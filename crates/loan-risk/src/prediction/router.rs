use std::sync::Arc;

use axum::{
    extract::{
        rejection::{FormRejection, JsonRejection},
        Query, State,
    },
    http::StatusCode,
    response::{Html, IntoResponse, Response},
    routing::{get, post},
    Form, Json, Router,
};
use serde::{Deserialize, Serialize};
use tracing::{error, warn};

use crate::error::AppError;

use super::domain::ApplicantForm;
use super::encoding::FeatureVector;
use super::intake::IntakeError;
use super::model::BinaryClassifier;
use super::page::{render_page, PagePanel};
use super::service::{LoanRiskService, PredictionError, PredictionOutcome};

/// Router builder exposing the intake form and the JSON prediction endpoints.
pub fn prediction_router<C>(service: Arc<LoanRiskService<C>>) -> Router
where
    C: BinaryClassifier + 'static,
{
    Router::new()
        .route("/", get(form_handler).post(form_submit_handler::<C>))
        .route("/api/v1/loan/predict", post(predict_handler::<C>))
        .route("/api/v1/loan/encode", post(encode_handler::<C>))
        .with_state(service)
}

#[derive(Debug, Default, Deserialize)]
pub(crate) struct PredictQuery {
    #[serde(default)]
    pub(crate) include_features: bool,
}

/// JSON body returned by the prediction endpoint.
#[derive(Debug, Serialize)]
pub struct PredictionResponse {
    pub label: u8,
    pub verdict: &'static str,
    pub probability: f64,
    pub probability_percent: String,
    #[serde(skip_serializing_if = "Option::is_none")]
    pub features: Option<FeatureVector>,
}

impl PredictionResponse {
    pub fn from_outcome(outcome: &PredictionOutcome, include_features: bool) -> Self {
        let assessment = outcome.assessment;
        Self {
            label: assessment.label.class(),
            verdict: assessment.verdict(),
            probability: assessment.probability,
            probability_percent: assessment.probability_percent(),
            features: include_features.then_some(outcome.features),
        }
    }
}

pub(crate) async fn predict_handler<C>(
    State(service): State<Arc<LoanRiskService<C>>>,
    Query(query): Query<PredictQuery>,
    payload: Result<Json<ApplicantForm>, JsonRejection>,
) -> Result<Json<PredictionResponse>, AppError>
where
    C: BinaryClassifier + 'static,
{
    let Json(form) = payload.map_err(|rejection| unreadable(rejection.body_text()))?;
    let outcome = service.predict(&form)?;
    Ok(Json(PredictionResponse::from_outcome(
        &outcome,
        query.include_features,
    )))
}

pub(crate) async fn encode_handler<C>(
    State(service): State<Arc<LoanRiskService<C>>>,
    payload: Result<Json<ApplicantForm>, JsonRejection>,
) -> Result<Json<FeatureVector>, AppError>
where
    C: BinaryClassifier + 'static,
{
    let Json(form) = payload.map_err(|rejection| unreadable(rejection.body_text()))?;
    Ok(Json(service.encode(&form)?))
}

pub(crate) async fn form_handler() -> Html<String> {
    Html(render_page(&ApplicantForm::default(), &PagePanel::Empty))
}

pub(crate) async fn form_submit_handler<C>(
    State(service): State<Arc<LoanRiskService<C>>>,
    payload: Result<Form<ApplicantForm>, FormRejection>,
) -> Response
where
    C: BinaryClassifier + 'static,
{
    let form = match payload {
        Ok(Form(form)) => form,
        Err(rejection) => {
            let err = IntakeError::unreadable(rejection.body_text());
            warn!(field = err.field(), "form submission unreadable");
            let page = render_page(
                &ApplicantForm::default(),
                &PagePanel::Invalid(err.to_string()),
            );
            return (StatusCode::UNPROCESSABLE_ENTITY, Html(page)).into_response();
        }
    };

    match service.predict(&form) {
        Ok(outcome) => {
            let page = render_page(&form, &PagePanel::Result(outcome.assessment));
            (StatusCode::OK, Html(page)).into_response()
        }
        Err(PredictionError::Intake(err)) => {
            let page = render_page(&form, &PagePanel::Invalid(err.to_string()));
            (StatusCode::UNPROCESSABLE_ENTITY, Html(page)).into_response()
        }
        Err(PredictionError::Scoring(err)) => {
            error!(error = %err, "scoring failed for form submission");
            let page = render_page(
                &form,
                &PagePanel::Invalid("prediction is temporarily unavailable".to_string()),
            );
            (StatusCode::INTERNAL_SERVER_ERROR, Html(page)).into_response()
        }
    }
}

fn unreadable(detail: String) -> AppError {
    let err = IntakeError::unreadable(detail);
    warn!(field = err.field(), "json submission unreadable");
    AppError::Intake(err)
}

^^^^

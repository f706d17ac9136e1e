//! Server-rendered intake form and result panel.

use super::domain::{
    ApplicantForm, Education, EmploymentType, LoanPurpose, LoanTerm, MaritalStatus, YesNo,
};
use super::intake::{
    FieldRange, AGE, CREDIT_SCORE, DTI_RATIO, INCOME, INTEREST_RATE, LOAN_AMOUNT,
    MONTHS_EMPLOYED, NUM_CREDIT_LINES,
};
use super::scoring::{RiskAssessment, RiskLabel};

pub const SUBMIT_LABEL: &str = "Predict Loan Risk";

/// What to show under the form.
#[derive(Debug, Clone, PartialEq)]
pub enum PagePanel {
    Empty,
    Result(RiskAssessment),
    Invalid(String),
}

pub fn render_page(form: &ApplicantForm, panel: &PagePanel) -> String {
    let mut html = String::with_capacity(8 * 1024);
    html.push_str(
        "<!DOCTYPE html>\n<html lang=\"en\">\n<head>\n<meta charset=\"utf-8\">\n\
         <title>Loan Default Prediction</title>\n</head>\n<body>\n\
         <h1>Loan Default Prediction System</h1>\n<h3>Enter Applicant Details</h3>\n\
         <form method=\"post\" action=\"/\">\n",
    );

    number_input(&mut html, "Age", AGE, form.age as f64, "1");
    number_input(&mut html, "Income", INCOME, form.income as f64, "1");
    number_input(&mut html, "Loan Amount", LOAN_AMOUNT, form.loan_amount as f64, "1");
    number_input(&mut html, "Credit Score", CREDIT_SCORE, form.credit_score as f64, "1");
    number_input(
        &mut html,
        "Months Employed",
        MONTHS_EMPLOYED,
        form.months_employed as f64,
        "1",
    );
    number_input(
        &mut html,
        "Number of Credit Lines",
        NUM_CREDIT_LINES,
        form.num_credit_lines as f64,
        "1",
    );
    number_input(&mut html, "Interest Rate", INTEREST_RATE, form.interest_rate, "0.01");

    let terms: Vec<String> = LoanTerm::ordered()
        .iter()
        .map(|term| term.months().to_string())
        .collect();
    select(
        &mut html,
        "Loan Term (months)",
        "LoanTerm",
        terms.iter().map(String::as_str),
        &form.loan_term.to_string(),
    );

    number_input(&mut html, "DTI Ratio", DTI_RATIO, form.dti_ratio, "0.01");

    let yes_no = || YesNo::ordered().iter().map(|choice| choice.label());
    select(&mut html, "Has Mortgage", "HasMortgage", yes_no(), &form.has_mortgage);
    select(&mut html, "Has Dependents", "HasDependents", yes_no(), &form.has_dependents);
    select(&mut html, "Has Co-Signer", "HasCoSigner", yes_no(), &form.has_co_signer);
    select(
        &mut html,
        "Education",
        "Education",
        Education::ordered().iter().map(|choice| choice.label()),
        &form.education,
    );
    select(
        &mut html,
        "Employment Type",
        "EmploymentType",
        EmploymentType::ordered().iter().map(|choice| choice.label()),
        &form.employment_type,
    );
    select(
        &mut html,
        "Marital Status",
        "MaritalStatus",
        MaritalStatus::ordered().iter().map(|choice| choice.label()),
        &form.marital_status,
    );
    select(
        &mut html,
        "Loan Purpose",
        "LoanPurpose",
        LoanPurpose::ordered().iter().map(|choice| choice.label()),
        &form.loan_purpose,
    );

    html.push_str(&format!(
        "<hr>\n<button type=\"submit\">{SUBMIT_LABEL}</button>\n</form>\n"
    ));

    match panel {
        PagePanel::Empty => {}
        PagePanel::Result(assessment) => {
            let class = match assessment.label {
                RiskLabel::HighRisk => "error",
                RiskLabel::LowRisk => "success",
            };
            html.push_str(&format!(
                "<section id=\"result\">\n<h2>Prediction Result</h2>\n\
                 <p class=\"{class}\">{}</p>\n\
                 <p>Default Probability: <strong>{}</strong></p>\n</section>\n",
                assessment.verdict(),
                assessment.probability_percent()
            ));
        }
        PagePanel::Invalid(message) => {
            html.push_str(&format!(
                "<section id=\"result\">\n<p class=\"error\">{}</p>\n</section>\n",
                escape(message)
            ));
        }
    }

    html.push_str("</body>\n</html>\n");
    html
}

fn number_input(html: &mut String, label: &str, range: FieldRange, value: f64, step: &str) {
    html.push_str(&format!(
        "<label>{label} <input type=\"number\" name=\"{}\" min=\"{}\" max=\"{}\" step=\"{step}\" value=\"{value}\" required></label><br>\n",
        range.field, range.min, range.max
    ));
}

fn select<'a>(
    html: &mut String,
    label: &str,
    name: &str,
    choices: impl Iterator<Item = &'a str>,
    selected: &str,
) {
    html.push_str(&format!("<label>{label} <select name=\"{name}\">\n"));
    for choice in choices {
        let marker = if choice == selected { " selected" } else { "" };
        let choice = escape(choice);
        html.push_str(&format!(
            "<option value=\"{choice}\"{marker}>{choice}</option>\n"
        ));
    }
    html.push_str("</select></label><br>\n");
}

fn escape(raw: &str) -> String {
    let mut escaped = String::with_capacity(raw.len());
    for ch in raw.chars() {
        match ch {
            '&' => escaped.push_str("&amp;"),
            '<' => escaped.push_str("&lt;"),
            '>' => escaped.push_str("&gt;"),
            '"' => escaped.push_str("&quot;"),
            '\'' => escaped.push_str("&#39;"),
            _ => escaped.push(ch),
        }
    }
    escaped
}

^^^^

§ THE PROBLEM: All that should be written out is the stretch of lines above between the one holding "filename crates/loan-risk/src/prediction/router.rs" and the one holding "use super::model::BinaryClassifier;", inclusive, exactly as given.

§ SOLVED PROBLEM:
filename crates/loan-risk/src/prediction/router.rs
use std::sync::Arc;

use axum::{
    extract::{
        rejection::{FormRejection, JsonRejection},
        Query, State,
    },
    http::StatusCode,
    response::{Html, IntoResponse, Response},
    routing::{get, post},
    Form, Json, Router,
};
use serde::{Deserialize, Serialize};
use tracing::{error, warn};

use crate::error::AppError;

use super::domain::ApplicantForm;
use super::encoding::FeatureVector;
use super::intake::IntakeError;
use super::model::BinaryClassifier;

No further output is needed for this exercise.